[Stored items]
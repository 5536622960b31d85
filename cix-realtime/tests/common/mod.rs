//! Shared test utilities for integration tests.

#![allow(dead_code)]

use std::sync::{Arc, Mutex};

use cix_core::CixResult;
use cix_realtime::{
    ConnectionManager, Dispatcher, MemoryPeer, MemoryTransport, Notice, NotificationPolicy,
    NotificationSink, Notifier, ReconnectConfig, StaticToken,
};

/// Base endpoint used by every test.
pub const URL: &str = "ws://localhost:8000/ws";

/// Notification sink that records every notice it is asked to present.
#[derive(Default)]
pub struct RecordingSink {
    notices: Mutex<Vec<Notice>>,
}

impl RecordingSink {
    pub fn notices(&self) -> Vec<Notice> {
        self.notices.lock().unwrap().clone()
    }
}

impl NotificationSink for RecordingSink {
    fn present(&self, notice: &Notice) -> CixResult<()> {
        self.notices.lock().unwrap().push(notice.clone());
        Ok(())
    }
}

/// Create a manager over the given in-memory transport with default reconnect settings.
pub fn create_test_manager(transport: &MemoryTransport) -> (ConnectionManager, Arc<RecordingSink>) {
    create_test_manager_with(transport, ReconnectConfig::default())
}

/// Create a manager with custom reconnect settings.
pub fn create_test_manager_with(
    transport: &MemoryTransport,
    reconnect: ReconnectConfig,
) -> (ConnectionManager, Arc<RecordingSink>) {
    let sink = Arc::new(RecordingSink::default());
    let notifier = Notifier::new(sink.clone(), NotificationPolicy::default());
    let manager = ConnectionManager::new(
        transport.clone(),
        StaticToken::new("test-token"),
        Dispatcher::new(notifier),
    )
    .with_reconnect_config(reconnect);
    (manager, sink)
}

/// Connect and return the server side of the new link.
pub async fn connect_with_peer(manager: &ConnectionManager, transport: &MemoryTransport) -> MemoryPeer {
    manager.connect(URL).await.expect("connect should succeed");
    transport.next_peer().await.expect("transport should hand out a peer")
}

/// Wait for the next text frame of the given type, skipping keepalive pings.
pub async fn recv_frame(peer: &mut MemoryPeer, kind: &str) -> serde_json::Value {
    loop {
        let text = peer.recv_text().await.expect("link closed before frame arrived");
        let frame: serde_json::Value = serde_json::from_str(&text).expect("frame should be JSON");
        if frame["type"] == kind {
            return frame;
        }
    }
}

/// Let spawned tasks run without advancing time.
pub async fn settle() {
    for _ in 0..20 {
        tokio::task::yield_now().await;
    }
}
//! Wire envelope codec.
//!
//! Every frame on the update channel is one JSON object:
//! `{ "id", "timestamp", "type", "data", ...extra }`. Inbound frames are
//! decoded into a tagged [`Payload`] keyed by `type`; the reserved types get
//! typed variants and everything else stays an opaque application event.

use chrono::{SecondsFormat, Utc};
use serde::{Deserialize, Serialize};
use serde_json::{Map, Value};

use cix_core::constants::message_type;
use cix_core::error::{CixError, CixResult};

/// Top-level keys owned by the envelope itself; never taken from `extra`.
const ENVELOPE_KEYS: &[&str] = &["id", "timestamp", "type", "data"];

/// On-the-wire shape of an envelope.
#[derive(Debug, Serialize, Deserialize)]
struct WireEnvelope {
    #[serde(default, skip_serializing_if = "Option::is_none")]
    id: Option<String>,
    #[serde(default, skip_serializing_if = "Option::is_none")]
    timestamp: Option<String>,
    #[serde(rename = "type")]
    kind: String,
    #[serde(default, skip_serializing_if = "Option::is_none")]
    data: Option<Value>,
    #[serde(flatten)]
    extra: Map<String, Value>,
}

/// One discrete message exchanged over the persistent connection.
#[derive(Debug, Clone, PartialEq)]
pub struct Envelope {
    /// Correlation id. Always set on outbound envelopes; optional inbound.
    pub id: Option<String>,
    /// ISO-8601 creation time. Always set on outbound envelopes; optional inbound.
    pub timestamp: Option<String>,
    /// Typed payload.
    pub payload: Payload,
    /// Additional top-level fields (e.g. `channels`, `request_id`).
    pub extra: Map<String, Value>,
}

/// Payload of an envelope, tagged by its `type` discriminator.
#[derive(Debug, Clone, PartialEq)]
pub enum Payload {
    /// Client keepalive (`ping`).
    Ping(Value),
    /// Server keepalive acknowledgement (`pong`); discarded on receipt.
    Pong,
    /// Protocol-level error reported by the server (`error`).
    Error(ErrorMessage),
    /// User-facing notification (`notification`).
    Notification(NotificationPayload),
    /// Data-synchronization change on a named collection (`sync`).
    Sync(SyncMessage),
    /// Any application-defined event type (`threat`, `alert`, ...).
    Event {
        /// The `type` string as received or sent.
        event_type: String,
        /// Opaque payload owned by the consumer.
        data: Value,
    },
}

/// Body of an `error` envelope.
#[derive(Debug, Clone, PartialEq)]
pub struct ErrorMessage {
    /// Human-readable error text.
    pub message: String,
    /// The raw `data` value, for subscribers that want more than the text.
    pub data: Value,
}

/// Severity of a user-facing notification.
#[derive(Debug, Clone, Copy, PartialEq, Eq, Hash, Serialize, Deserialize)]
#[serde(rename_all = "lowercase")]
pub enum NotificationLevel {
    Success,
    Info,
    Warning,
    Error,
}

impl NotificationLevel {
    /// Parse a level string; unrecognized levels are treated as `Info`.
    pub fn parse(s: &str) -> Self {
        match s.to_ascii_lowercase().as_str() {
            "success" => Self::Success,
            "warning" | "warn" => Self::Warning,
            "error" => Self::Error,
            _ => Self::Info,
        }
    }

    pub fn as_str(&self) -> &'static str {
        match self {
            Self::Success => "success",
            Self::Info => "info",
            Self::Warning => "warning",
            Self::Error => "error",
        }
    }
}

impl std::fmt::Display for NotificationLevel {
    fn fmt(&self, f: &mut std::fmt::Formatter<'_>) -> std::fmt::Result {
        f.write_str(self.as_str())
    }
}

/// Body of a `notification` envelope.
#[derive(Debug, Clone, PartialEq)]
pub struct NotificationPayload {
    pub level: NotificationLevel,
    pub title: String,
    pub content: String,
    /// Optional action descriptor, passed through untouched.
    pub action: Option<Value>,
}

/// Kind of change carried by a `sync` envelope.
#[derive(Debug, Clone, Copy, PartialEq, Eq, Hash, Serialize, Deserialize)]
#[serde(rename_all = "lowercase")]
pub enum SyncOperation {
    Create,
    Update,
    Delete,
}

impl SyncOperation {
    pub fn parse(s: &str) -> Option<Self> {
        match s {
            "create" => Some(Self::Create),
            "update" => Some(Self::Update),
            "delete" => Some(Self::Delete),
            _ => None,
        }
    }

    pub fn as_str(&self) -> &'static str {
        match self {
            Self::Create => "create",
            Self::Update => "update",
            Self::Delete => "delete",
        }
    }
}

/// Body of a `sync` envelope.
#[derive(Debug, Clone, PartialEq)]
pub struct SyncMessage {
    /// Logical data set affected (e.g. `threats`).
    pub collection: String,
    pub operation: SyncOperation,
    /// The affected record for create/update, or its identifier for delete.
    pub data: Value,
}

impl Payload {
    /// The wire `type` string for this payload.
    pub fn kind(&self) -> &str {
        match self {
            Self::Ping(_) => message_type::PING,
            Self::Pong => message_type::PONG,
            Self::Error(_) => message_type::ERROR,
            Self::Notification(_) => message_type::NOTIFICATION,
            Self::Sync(_) => message_type::SYNC,
            Self::Event { event_type, .. } => event_type,
        }
    }

    /// The wire `data` value for this payload.
    fn to_data(&self) -> Value {
        match self {
            Self::Ping(data) => data.clone(),
            Self::Pong => Value::Object(Map::new()),
            Self::Error(err) => {
                let mut data = match &err.data {
                    Value::Object(map) => map.clone(),
                    _ => Map::new(),
                };
                data.insert("error".into(), Value::String(err.message.clone()));
                Value::Object(data)
            }
            Self::Notification(n) => serde_json::json!({
                "level": n.level.as_str(),
                "title": n.title,
                "content": n.content,
                "action": n.action,
            }),
            Self::Sync(s) => serde_json::json!({
                "collection": s.collection,
                "operation": s.operation.as_str(),
                "data": s.data,
            }),
            Self::Event { data, .. } => data.clone(),
        }
    }

    /// Build the payload for an outbound envelope of the given type.
    fn outbound(kind: &str, data: Value) -> Self {
        if kind == message_type::PING {
            Self::Ping(data)
        } else {
            Self::Event {
                event_type: kind.to_string(),
                data,
            }
        }
    }
}

impl Envelope {
    /// Create an outbound envelope, stamping a fresh id and timestamp.
    ///
    /// Keys in `extra` that collide with the envelope's own fields are dropped.
    pub fn outbound(kind: &str, data: Value, mut extra: Map<String, Value>) -> Self {
        for key in ENVELOPE_KEYS {
            extra.remove(*key);
        }
        Self {
            id: Some(uuid::Uuid::new_v4().to_string()),
            timestamp: Some(Utc::now().to_rfc3339_opts(SecondsFormat::Millis, true)),
            payload: Payload::outbound(kind, data),
            extra,
        }
    }

    /// The wire `type` string.
    pub fn kind(&self) -> &str {
        self.payload.kind()
    }

    /// Encode to a JSON text frame.
    pub fn encode(&self) -> CixResult<String> {
        let wire = WireEnvelope {
            id: self.id.clone(),
            timestamp: self.timestamp.clone(),
            kind: self.kind().to_string(),
            data: Some(self.payload.to_data()),
            extra: self.extra.clone(),
        };
        Ok(serde_json::to_string(&wire)?)
    }

    /// Decode a JSON text frame.
    ///
    /// Fails with `CixError::Decode` when the frame is not a JSON object with
    /// a string `type`, or when a reserved type's payload is malformed.
    pub fn decode(text: &str) -> CixResult<Self> {
        let wire: WireEnvelope = serde_json::from_str(text)
            .map_err(|e| CixError::Decode(format!("malformed envelope: {e}")))?;

        let payload = match wire.kind.as_str() {
            message_type::PING => Payload::Ping(wire.data.unwrap_or(Value::Null)),
            message_type::PONG => Payload::Pong,
            message_type::ERROR => Payload::Error(decode_error(wire.data, &wire.extra)),
            message_type::NOTIFICATION => {
                Payload::Notification(decode_notification(wire.data, &wire.extra)?)
            }
            message_type::SYNC => Payload::Sync(decode_sync(wire.data)?),
            other => Payload::Event {
                event_type: other.to_string(),
                // Server-side events may carry their body as top-level fields.
                data: wire
                    .data
                    .unwrap_or_else(|| Value::Object(wire.extra.clone())),
            },
        };

        Ok(Self {
            id: wire.id,
            timestamp: wire.timestamp,
            payload,
            extra: wire.extra,
        })
    }
}

fn str_field<'a>(map: &'a Map<String, Value>, key: &str) -> Option<&'a str> {
    map.get(key).and_then(Value::as_str)
}

fn decode_error(data: Option<Value>, extra: &Map<String, Value>) -> ErrorMessage {
    let data = data.unwrap_or(Value::Null);
    let message = match &data {
        Value::Object(map) => str_field(map, "error").or_else(|| str_field(map, "message")),
        Value::String(s) => Some(s.as_str()),
        _ => None,
    }
    .or_else(|| str_field(extra, "message"))
    .unwrap_or("unknown server error")
    .to_string();

    ErrorMessage { message, data }
}

fn decode_notification(
    data: Option<Value>,
    extra: &Map<String, Value>,
) -> CixResult<NotificationPayload> {
    let body = match data {
        Some(Value::Object(map)) => map,
        None => extra.clone(),
        Some(other) => {
            return Err(CixError::Decode(format!(
                "notification data must be an object, got {other}"
            )))
        }
    };

    Ok(NotificationPayload {
        level: NotificationLevel::parse(str_field(&body, "level").unwrap_or("info")),
        title: str_field(&body, "title").unwrap_or_default().to_string(),
        content: str_field(&body, "content")
            .or_else(|| str_field(&body, "message"))
            .unwrap_or_default()
            .to_string(),
        action: body.get("action").filter(|v| !v.is_null()).cloned(),
    })
}

fn decode_sync(data: Option<Value>) -> CixResult<SyncMessage> {
    let Some(Value::Object(mut body)) = data else {
        return Err(CixError::Decode("sync envelope without object data".into()));
    };

    let collection = str_field(&body, "collection")
        .filter(|c| !c.is_empty())
        .ok_or_else(|| CixError::Decode("sync envelope missing collection".into()))?
        .to_string();
    let operation = str_field(&body, "operation")
        .and_then(SyncOperation::parse)
        .ok_or_else(|| CixError::Decode(format!("sync envelope for {collection} has no valid operation")))?;

    Ok(SyncMessage {
        collection,
        operation,
        data: body.remove("data").unwrap_or(Value::Null),
    })
}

EXERCISE DIRECTIONS — Across the records above, show each line containing the word "tests".

COMPLETED TASK —
filename cix-realtime/tests/common/mod.rs
//! Shared test utilities for integration tests.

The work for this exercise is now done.